(Extracted records)
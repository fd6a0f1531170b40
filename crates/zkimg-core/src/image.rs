//! # Pixel Matrices
//!
//! Decoded images as handed to the core by the codec collaborator. A
//! [`PixelMatrix`] is private witness material: it is zeroized on drop, its
//! `Debug` output never includes pixel data, and it deliberately does not
//! implement `Serialize` so it cannot end up in a bundle or audit record.

use std::fmt;

use serde::{Deserialize, Serialize};
use zeroize::{Zeroize, ZeroizeOnDrop};

use crate::error::InputError;

/// Channel layout of a pixel buffer.
#[derive(Debug, Clone, Copy, PartialEq, Eq, Hash, Serialize, Deserialize)]
#[serde(rename_all = "snake_case")]
pub enum ColorSpace {
    /// Interleaved 8-bit R, G, B.
    Rgb,
    /// Single 8-bit luminance channel.
    Gray,
}

impl ColorSpace {
    pub fn channels(self) -> u32 {
        match self {
            Self::Rgb => 3,
            Self::Gray => 1,
        }
    }

    pub fn as_str(self) -> &'static str {
        match self {
            Self::Rgb => "rgb",
            Self::Gray => "gray",
        }
    }

    /// Inverse of [`channels`](Self::channels).
    pub fn from_channels(channels: u32) -> Option<Self> {
        match channels {
            3 => Some(Self::Rgb),
            1 => Some(Self::Gray),
            _ => None,
        }
    }
}

/// Width and height in pixels.
#[derive(Debug, Clone, Copy, PartialEq, Eq, Hash, Serialize, Deserialize)]
pub struct Dimensions {
    pub width: u32,
    pub height: u32,
}

impl Dimensions {
    pub const fn new(width: u32, height: u32) -> Self {
        Self { width, height }
    }

    pub fn pixel_count(&self) -> usize {
        self.width as usize * self.height as usize
    }

    pub fn is_empty(&self) -> bool {
        self.width == 0 || self.height == 0
    }
}

impl fmt::Display for Dimensions {
    fn fmt(&self, f: &mut fmt::Formatter<'_>) -> fmt::Result {
        write!(f, "{}x{}", self.width, self.height)
    }
}

/// An axis-aligned rectangle in pixel coordinates.
#[derive(Debug, Clone, Copy, PartialEq, Eq, Hash, Serialize, Deserialize)]
pub struct Rect {
    pub x: u32,
    pub y: u32,
    pub width: u32,
    pub height: u32,
}

impl Rect {
    pub const fn new(x: u32, y: u32, width: u32, height: u32) -> Self {
        Self {
            x,
            y,
            width,
            height,
        }
    }

    /// The rectangle covering a whole image.
    pub const fn full(dims: Dimensions) -> Self {
        Self::new(0, 0, dims.width, dims.height)
    }

    /// Exclusive right edge.
    pub fn right(&self) -> u32 {
        self.x.saturating_add(self.width)
    }

    /// Exclusive bottom edge.
    pub fn bottom(&self) -> u32 {
        self.y.saturating_add(self.height)
    }

    pub fn dims(&self) -> Dimensions {
        Dimensions::new(self.width, self.height)
    }

    pub fn is_empty(&self) -> bool {
        self.width == 0 || self.height == 0
    }

    /// Overlap of two rectangles, `None` when they do not intersect.
    pub fn intersect(&self, other: &Rect) -> Option<Rect> {
        let x = self.x.max(other.x);
        let y = self.y.max(other.y);
        let right = self.right().min(other.right());
        let bottom = self.bottom().min(other.bottom());
        (right > x && bottom > y).then(|| Rect::new(x, y, right - x, bottom - y))
    }

    /// Whether `other` lies entirely inside `self`.
    pub fn contains(&self, other: &Rect) -> bool {
        other.x >= self.x
            && other.y >= self.y
            && other.right() <= self.right()
            && other.bottom() <= self.bottom()
    }
}

/// A decoded image: row-major, channel-interleaved 8-bit samples.
#[derive(Clone, PartialEq, Eq, Zeroize, ZeroizeOnDrop)]
pub struct PixelMatrix {
    width: u32,
    height: u32,
    #[zeroize(skip)]
    color: ColorSpace,
    data: Vec<u8>,
}

impl PixelMatrix {
    /// Wrap a decoded buffer. The buffer length must be
    /// `width * height * channels`.
    pub fn new(width: u32, height: u32, color: ColorSpace, data: Vec<u8>) -> Result<Self, InputError> {
        let expected = width as usize * height as usize * color.channels() as usize;
        if data.len() != expected {
            return Err(InputError::PixelBufferLength {
                expected,
                actual: data.len(),
            });
        }
        Ok(Self {
            width,
            height,
            color,
            data,
        })
    }

    /// An image with every sample set to `value`.
    pub fn filled(width: u32, height: u32, color: ColorSpace, value: u8) -> Self {
        let len = width as usize * height as usize * color.channels() as usize;
        Self {
            width,
            height,
            color,
            data: vec![value; len],
        }
    }

    /// Build an image by evaluating `f(x, y, channel)` for every sample.
    pub fn from_fn(
        width: u32,
        height: u32,
        color: ColorSpace,
        mut f: impl FnMut(u32, u32, u32) -> u8,
    ) -> Self {
        let channels = color.channels();
        let mut data = Vec::with_capacity(width as usize * height as usize * channels as usize);
        for y in 0..height {
            for x in 0..width {
                for c in 0..channels {
                    data.push(f(x, y, c));
                }
            }
        }
        Self {
            width,
            height,
            color,
            data,
        }
    }

    pub fn width(&self) -> u32 {
        self.width
    }

    pub fn height(&self) -> u32 {
        self.height
    }

    pub fn dims(&self) -> Dimensions {
        Dimensions::new(self.width, self.height)
    }

    pub fn color(&self) -> ColorSpace {
        self.color
    }

    pub fn channels(&self) -> u32 {
        self.color.channels()
    }

    /// Raw interleaved samples.
    pub fn data(&self) -> &[u8] {
        &self.data
    }

    pub fn is_empty(&self) -> bool {
        self.data.is_empty()
    }

    #[inline]
    fn offset(&self, x: u32, y: u32) -> usize {
        (y as usize * self.width as usize + x as usize) * self.channels() as usize
    }

    /// One sample. Panics when out of range; callers index within
    /// validated shapes.
    #[inline]
    pub fn sample(&self, x: u32, y: u32, channel: u32) -> u8 {
        self.data[self.offset(x, y) + channel as usize]
    }

    /// All channels of one pixel.
    #[inline]
    pub fn pixel(&self, x: u32, y: u32) -> &[u8] {
        let start = self.offset(x, y);
        &self.data[start..start + self.channels() as usize]
    }

    #[inline]
    pub fn set_sample(&mut self, x: u32, y: u32, channel: u32, value: u8) {
        let i = self.offset(x, y) + channel as usize;
        self.data[i] = value;
    }

    /// Copy out a sub-rectangle. The rectangle must lie inside the image.
    pub fn region(&self, rect: Rect) -> Result<PixelMatrix, InputError> {
        if !Rect::full(self.dims()).contains(&rect) {
            return Err(InputError::CropOutOfBounds {
                x: rect.x,
                y: rect.y,
                width: rect.width,
                height: rect.height,
                source_width: self.width,
                source_height: self.height,
            });
        }
        let row_len = rect.width as usize * self.channels() as usize;
        let mut data = Vec::with_capacity(row_len * rect.height as usize);
        for y in rect.y..rect.bottom() {
            let start = self.offset(rect.x, y);
            data.extend_from_slice(&self.data[start..start + row_len]);
        }
        Ok(PixelMatrix {
            width: rect.width,
            height: rect.height,
            color: self.color,
            data,
        })
    }

    /// Paste `src` with its top-left corner at `(x, y)`.
    pub fn blit(&mut self, src: &PixelMatrix, x: u32, y: u32) -> Result<(), InputError> {
        let target = Rect::new(x, y, src.width, src.height);
        if src.color != self.color || !Rect::full(self.dims()).contains(&target) {
            return Err(InputError::OutputShapeMismatch {
                expected: format!("{} {} inside {}", src.dims(), src.color.as_str(), self.dims()),
                actual: format!("placement at ({x},{y})"),
            });
        }
        let row_len = src.width as usize * self.channels() as usize;
        for row in 0..src.height {
            let dst = self.offset(x, y + row);
            let from = src.offset(0, row);
            self.data[dst..dst + row_len].copy_from_slice(&src.data[from..from + row_len]);
        }
        Ok(())
    }

    /// Short shape description for diagnostics, e.g. `"512x512 rgb"`.
    pub fn describe(&self) -> String {
        format!("{} {}", self.dims(), self.color.as_str())
    }
}

impl fmt::Debug for PixelMatrix {
    fn fmt(&self, f: &mut fmt::Formatter<'_>) -> fmt::Result {
        f.debug_struct("PixelMatrix")
            .field("width", &self.width)
            .field("height", &self.height)
            .field("color", &self.color)
            .field("data", &format_args!("[{} bytes redacted]", self.data.len()))
            .finish()
    }
}

#[cfg(test)]
mod tests {
    use super::*;

    fn gradient(w: u32, h: u32) -> PixelMatrix {
        PixelMatrix::from_fn(w, h, ColorSpace::Rgb, |x, y, c| (x * 7 + y * 13 + c * 31) as u8)
    }

    #[test]
    fn new_rejects_wrong_buffer_length() {
        let err = PixelMatrix::new(2, 2, ColorSpace::Rgb, vec![0; 11]).unwrap_err();
        assert_eq!(
            err,
            InputError::PixelBufferLength {
                expected: 12,
                actual: 11
            }
        );
    }

    #[test]
    fn region_then_blit_restores_image() {
        let img = gradient(9, 7);
        let part = img.region(Rect::new(2, 3, 4, 2)).unwrap();
        assert_eq!(part.pixel(0, 0), img.pixel(2, 3));
        assert_eq!(part.pixel(3, 1), img.pixel(5, 4));

        let mut canvas = PixelMatrix::filled(9, 7, ColorSpace::Rgb, 0);
        for y in 0..7 {
            let row = img.region(Rect::new(0, y, 9, 1)).unwrap();
            canvas.blit(&row, 0, y).unwrap();
        }
        assert_eq!(canvas, img);
    }

    #[test]
    fn region_out_of_bounds_is_rejected() {
        let img = gradient(4, 4);
        assert!(matches!(
            img.region(Rect::new(2, 2, 3, 1)),
            Err(InputError::CropOutOfBounds { .. })
        ));
    }

    #[test]
    fn debug_output_redacts_pixels() {
        let img = PixelMatrix::filled(2, 2, ColorSpace::Gray, 0xAB);
        let dbg = format!("{img:?}");
        assert!(dbg.contains("redacted"));
        assert!(!dbg.contains("171"));
    }

    #[test]
    fn rect_intersection() {
        let a = Rect::new(0, 0, 10, 10);
        let b = Rect::new(5, 8, 10, 10);
        assert_eq!(a.intersect(&b), Some(Rect::new(5, 8, 5, 2)));
        assert_eq!(a.intersect(&Rect::new(10, 0, 3, 3)), None);
    }
}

(Requirement) Check every line of the entries above, and copy those that carry the string "field".

(Output of the exercise)
            .field("width", &self.width)
            .field("height", &self.height)
            .field("color", &self.color)
            .field("data", &format_args!("[{} bytes redacted]", self.data.len()))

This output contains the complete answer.